----- Information -----

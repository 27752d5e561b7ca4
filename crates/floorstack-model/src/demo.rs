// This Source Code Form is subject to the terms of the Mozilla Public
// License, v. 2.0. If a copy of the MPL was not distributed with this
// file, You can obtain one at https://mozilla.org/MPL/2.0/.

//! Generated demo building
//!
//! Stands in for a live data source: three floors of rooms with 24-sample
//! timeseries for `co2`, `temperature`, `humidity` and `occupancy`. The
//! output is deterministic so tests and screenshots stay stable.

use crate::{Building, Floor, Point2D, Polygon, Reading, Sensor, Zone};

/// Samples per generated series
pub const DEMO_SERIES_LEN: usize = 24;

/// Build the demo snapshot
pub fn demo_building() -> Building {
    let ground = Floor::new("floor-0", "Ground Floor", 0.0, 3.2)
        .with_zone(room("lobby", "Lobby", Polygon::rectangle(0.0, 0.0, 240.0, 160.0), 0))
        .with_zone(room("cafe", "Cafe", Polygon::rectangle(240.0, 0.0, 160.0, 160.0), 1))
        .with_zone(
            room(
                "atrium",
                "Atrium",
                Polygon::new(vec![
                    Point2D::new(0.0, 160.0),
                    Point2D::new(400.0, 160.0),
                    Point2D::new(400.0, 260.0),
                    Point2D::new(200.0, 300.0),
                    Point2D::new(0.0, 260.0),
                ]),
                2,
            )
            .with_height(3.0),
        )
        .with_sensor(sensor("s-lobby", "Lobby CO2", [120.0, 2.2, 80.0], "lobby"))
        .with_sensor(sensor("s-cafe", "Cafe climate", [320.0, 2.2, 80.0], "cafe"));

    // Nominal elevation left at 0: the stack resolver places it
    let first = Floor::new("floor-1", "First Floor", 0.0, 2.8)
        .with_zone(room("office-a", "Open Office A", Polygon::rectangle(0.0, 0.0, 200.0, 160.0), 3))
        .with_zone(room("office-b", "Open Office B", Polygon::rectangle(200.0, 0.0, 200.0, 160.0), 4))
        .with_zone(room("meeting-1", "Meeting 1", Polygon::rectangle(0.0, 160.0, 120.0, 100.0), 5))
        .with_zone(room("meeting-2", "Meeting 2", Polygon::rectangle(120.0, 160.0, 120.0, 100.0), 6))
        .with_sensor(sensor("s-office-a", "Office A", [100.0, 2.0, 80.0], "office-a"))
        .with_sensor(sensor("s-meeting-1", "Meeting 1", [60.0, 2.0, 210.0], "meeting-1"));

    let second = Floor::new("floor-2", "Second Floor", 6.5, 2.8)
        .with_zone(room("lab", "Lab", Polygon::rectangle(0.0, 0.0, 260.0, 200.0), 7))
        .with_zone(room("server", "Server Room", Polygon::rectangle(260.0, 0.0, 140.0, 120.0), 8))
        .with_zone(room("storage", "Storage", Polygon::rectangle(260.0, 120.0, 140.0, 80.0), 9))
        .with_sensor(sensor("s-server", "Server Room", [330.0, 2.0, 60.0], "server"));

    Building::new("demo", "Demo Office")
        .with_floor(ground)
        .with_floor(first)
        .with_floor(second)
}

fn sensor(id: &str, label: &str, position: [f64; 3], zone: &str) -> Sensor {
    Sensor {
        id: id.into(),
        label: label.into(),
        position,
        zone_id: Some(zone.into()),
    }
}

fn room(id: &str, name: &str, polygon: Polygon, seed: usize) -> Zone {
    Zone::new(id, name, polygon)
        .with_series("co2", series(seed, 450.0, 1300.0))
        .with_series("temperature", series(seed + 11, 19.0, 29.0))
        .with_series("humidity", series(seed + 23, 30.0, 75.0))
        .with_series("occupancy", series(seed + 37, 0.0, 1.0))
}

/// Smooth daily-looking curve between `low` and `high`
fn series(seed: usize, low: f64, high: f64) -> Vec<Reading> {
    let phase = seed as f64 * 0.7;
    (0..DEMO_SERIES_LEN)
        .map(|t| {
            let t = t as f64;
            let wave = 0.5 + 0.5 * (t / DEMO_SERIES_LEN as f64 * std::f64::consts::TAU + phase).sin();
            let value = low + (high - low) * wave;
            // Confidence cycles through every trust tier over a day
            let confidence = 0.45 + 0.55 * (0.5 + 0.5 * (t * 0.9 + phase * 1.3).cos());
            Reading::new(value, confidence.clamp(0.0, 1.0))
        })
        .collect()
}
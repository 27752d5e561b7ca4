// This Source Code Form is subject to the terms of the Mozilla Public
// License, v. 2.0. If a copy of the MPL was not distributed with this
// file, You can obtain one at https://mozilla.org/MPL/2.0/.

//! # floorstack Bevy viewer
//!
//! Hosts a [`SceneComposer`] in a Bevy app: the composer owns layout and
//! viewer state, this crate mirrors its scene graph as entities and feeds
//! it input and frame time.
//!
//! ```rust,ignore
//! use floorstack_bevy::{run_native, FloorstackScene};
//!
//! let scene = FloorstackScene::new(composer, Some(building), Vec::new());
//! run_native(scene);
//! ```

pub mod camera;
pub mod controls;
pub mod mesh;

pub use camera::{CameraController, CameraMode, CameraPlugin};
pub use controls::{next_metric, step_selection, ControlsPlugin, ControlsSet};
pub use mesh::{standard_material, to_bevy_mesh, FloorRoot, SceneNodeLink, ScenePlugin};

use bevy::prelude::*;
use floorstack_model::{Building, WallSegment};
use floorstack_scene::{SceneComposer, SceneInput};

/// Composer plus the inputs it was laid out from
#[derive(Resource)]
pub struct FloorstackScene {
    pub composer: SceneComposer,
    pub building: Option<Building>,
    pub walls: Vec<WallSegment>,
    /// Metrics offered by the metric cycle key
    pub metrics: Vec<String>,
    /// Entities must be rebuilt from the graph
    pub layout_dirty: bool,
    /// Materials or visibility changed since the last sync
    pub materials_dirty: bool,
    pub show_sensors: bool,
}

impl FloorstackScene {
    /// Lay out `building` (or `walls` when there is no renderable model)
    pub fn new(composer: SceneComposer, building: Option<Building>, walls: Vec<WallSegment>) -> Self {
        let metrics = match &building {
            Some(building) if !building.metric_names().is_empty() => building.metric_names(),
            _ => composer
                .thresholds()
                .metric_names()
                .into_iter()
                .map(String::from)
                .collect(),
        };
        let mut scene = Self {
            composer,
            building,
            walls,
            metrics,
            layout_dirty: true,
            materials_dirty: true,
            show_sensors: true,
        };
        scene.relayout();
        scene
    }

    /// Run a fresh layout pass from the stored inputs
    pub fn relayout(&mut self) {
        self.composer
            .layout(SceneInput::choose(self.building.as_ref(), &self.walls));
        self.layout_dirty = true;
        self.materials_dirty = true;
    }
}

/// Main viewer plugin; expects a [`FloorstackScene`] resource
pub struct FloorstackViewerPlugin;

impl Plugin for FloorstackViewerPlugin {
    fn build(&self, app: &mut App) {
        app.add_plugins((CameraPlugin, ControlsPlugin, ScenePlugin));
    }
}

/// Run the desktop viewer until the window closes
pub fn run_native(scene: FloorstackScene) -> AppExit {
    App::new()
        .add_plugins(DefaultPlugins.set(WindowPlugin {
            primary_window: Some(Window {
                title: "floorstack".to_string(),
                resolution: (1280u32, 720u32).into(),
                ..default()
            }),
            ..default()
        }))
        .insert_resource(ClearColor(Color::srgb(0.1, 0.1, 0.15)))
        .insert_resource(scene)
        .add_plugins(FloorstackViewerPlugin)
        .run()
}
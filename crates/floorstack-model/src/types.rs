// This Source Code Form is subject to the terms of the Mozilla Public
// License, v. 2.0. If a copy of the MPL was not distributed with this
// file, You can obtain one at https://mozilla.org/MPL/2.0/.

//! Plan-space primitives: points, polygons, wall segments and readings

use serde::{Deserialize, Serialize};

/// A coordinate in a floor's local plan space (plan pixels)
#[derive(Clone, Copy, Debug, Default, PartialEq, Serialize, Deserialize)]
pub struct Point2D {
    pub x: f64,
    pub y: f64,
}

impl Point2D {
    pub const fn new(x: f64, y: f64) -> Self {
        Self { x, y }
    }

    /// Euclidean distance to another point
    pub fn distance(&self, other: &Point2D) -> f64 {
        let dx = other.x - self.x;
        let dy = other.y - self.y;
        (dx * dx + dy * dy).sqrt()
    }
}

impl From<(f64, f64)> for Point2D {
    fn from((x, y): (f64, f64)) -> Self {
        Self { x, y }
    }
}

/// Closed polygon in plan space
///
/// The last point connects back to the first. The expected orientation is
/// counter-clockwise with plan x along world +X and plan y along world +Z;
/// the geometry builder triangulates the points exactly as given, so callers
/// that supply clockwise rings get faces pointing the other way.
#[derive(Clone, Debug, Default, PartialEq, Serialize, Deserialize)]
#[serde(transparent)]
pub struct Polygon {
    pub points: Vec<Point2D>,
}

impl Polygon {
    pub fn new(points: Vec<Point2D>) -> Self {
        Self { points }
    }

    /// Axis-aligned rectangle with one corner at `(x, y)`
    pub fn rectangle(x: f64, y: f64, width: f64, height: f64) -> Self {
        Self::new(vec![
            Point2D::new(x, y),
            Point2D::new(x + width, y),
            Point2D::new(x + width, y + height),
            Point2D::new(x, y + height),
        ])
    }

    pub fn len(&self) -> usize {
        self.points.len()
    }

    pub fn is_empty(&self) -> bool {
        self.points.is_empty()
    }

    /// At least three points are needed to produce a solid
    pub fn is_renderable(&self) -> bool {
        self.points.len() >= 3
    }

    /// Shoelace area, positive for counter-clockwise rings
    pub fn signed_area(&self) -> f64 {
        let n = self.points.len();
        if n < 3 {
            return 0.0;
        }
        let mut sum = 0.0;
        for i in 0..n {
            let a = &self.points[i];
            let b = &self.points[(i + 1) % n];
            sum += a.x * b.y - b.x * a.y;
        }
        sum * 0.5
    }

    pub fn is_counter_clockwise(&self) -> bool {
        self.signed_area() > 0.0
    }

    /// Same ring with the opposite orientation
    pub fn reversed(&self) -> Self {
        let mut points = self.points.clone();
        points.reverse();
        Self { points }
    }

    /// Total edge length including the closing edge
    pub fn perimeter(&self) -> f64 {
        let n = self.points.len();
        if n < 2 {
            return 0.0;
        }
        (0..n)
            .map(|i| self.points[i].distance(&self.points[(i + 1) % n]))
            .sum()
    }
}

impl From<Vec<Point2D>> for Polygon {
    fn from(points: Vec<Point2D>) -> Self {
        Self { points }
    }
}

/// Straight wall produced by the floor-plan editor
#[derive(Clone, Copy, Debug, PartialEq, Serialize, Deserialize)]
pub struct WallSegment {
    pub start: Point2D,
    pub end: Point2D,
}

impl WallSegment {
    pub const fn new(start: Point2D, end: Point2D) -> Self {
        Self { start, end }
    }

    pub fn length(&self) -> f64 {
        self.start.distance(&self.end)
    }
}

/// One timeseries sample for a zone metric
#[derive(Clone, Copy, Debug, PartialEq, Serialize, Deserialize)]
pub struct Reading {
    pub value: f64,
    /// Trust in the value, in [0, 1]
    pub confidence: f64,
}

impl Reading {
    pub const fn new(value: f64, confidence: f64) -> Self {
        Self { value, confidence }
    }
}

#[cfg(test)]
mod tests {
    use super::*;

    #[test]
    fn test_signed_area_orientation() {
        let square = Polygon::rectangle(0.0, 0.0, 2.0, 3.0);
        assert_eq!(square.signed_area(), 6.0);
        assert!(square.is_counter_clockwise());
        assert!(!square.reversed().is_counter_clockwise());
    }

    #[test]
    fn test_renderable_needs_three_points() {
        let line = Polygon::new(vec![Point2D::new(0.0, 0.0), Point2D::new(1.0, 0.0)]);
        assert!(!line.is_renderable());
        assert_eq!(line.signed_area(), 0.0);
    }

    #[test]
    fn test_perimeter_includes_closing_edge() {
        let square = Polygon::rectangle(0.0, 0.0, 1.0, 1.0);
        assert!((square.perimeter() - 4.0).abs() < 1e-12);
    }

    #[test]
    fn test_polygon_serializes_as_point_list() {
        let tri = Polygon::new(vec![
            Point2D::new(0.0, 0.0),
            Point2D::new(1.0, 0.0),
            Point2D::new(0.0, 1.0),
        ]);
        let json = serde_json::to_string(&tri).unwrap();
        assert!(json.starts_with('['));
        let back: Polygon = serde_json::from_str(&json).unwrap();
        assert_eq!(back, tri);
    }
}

-----

Look through the data above for the word "Deserialize". Report each line where it occurs.

Output for this task:
use serde::{Deserialize, Serialize};
#[derive(Clone, Copy, Debug, Default, PartialEq, Serialize, Deserialize)]
#[derive(Clone, Debug, Default, PartialEq, Serialize, Deserialize)]
#[derive(Clone, Copy, Debug, PartialEq, Serialize, Deserialize)]
#[derive(Clone, Copy, Debug, PartialEq, Serialize, Deserialize)]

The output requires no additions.